* ASSIGNMENT: Exact copies of all the entries below are expected in the answer.

═════ DATA FOR PROCESSING ═════

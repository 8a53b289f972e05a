use async_trait::async_trait;
use tracing::{debug, instrument};

use gatesync_core::{
    Annotations, ConnectorResult, Entitlement, Grant, Page, PaginationToken, Resource, ResourceId,
    ResourceType,
};
use gatesync_upstream::Client;

use super::{ResourceSyncer, ensure_user_principal};
use crate::mappers::app_resource;
use crate::resource_types::APP;
use crate::session::SyncSession;

#[derive(Debug, Clone)]
pub struct AppSyncer {
    client: Client,
}

impl AppSyncer {
    pub fn new(client: Client) -> Self {
        Self { client }
    }
}

#[async_trait]
impl ResourceSyncer for AppSyncer {
    fn resource_type(&self) -> ResourceType {
        APP
    }

    #[instrument(skip_all, fields(session = %session.id()))]
    async fn list(
        &self,
        session: &SyncSession,
        _parent: Option<&ResourceId>,
        _token: &PaginationToken,
    ) -> ConnectorResult<Page<Resource>> {
        let apps = self.client.list_apps().await?;
        let resources = apps
            .iter()
            .map(app_resource)
            .collect::<Result<Vec<_>, _>>()?;
        Ok(Page::last(resources))
    }

    async fn grant(
        &self,
        _session: &SyncSession,
        principal: &Resource,
        entitlement: &Entitlement,
    ) -> ConnectorResult<Annotations> {
        ensure_user_principal(&principal.id)?;
        debug!(principal = %principal.id, entitlement = %entitlement.id, "app grants are not provisioned");
        Ok(Annotations::new())
    }

    async fn revoke(&self, _session: &SyncSession, grant: &Grant) -> ConnectorResult<Annotations> {
        ensure_user_principal(&grant.principal)?;
        debug!(grant = %grant.id, "app revokes are not provisioned");
        Ok(Annotations::new())
    }
}

#[cfg(test)]
mod tests {
    use super::*;
    use std::sync::Arc;

    use gatesync_upstream::InMemoryTransport;

    #[tokio::test]
    async fn lists_apps_with_membership_entitlement() {
        let transport = InMemoryTransport::new()
            .with_app("grafana", "http://localhost:3000")
            .with_app("jenkins", "http://localhost:8080");
        let syncer = AppSyncer::new(Client::from_transport(Arc::new(transport), "proxy:443"));
        let session = SyncSession::new();

        let page = syncer
            .list(&session, None, &PaginationToken::start())
            .await
            .unwrap();
        assert_eq!(page.items.len(), 2);
        assert!(!page.has_more());

        let ents = syncer
            .entitlements(&session, &page.items[0], &PaginationToken::start())
            .await
            .unwrap();
        assert_eq!(ents.items.len(), 1);
        assert!(ents.items[0].display_name.ends_with(" App member"));
    }
}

═════

* SOLUTION:
repository 8a53b289f972e05a
use async_trait::async_trait;
use tracing::{debug, instrument};

use gatesync_core::{
    Annotations, ConnectorResult, Entitlement, Grant, Page, PaginationToken, Resource, ResourceId,
    ResourceType,
};
use gatesync_upstream::Client;

use super::{ResourceSyncer, ensure_user_principal};
use crate::mappers::app_resource;
use crate::resource_types::APP;
use crate::session::SyncSession;

#[derive(Debug, Clone)]
pub struct AppSyncer {
    client: Client,
}

impl AppSyncer {
    pub fn new(client: Client) -> Self {
        Self { client }
    }
}

#[async_trait]
impl ResourceSyncer for AppSyncer {
    fn resource_type(&self) -> ResourceType {
        APP
    }

    #[instrument(skip_all, fields(session = %session.id()))]
    async fn list(
        &self,
        session: &SyncSession,
        _parent: Option<&ResourceId>,
        _token: &PaginationToken,
    ) -> ConnectorResult<Page<Resource>> {
        let apps = self.client.list_apps().await?;
        let resources = apps
            .iter()
            .map(app_resource)
            .collect::<Result<Vec<_>, _>>()?;
        Ok(Page::last(resources))
    }

    async fn grant(
        &self,
        _session: &SyncSession,
        principal: &Resource,
        entitlement: &Entitlement,
    ) -> ConnectorResult<Annotations> {
        ensure_user_principal(&principal.id)?;
        debug!(principal = %principal.id, entitlement = %entitlement.id, "app grants are not provisioned");
        Ok(Annotations::new())
    }

    async fn revoke(&self, _session: &SyncSession, grant: &Grant) -> ConnectorResult<Annotations> {
        ensure_user_principal(&grant.principal)?;
        debug!(grant = %grant.id, "app revokes are not provisioned");
        Ok(Annotations::new())
    }
}

#[cfg(test)]
mod tests {
    use super::*;
    use std::sync::Arc;

    use gatesync_upstream::InMemoryTransport;

    #[tokio::test]
    async fn lists_apps_with_membership_entitlement() {
        let transport = InMemoryTransport::new()
            .with_app("grafana", "http://localhost:3000")
            .with_app("jenkins", "http://localhost:8080");
        let syncer = AppSyncer::new(Client::from_transport(Arc::new(transport), "proxy:443"));
        let session = SyncSession::new();

        let page = syncer
            .list(&session, None, &PaginationToken::start())
            .await
            .unwrap();
        assert_eq!(page.items.len(), 2);
        assert!(!page.has_more());

        let ents = syncer
            .entitlements(&session, &page.items[0], &PaginationToken::start())
            .await
            .unwrap();
        assert_eq!(ents.items.len(), 1);
        assert!(ents.items[0].display_name.ends_with(" App member"));
    }
}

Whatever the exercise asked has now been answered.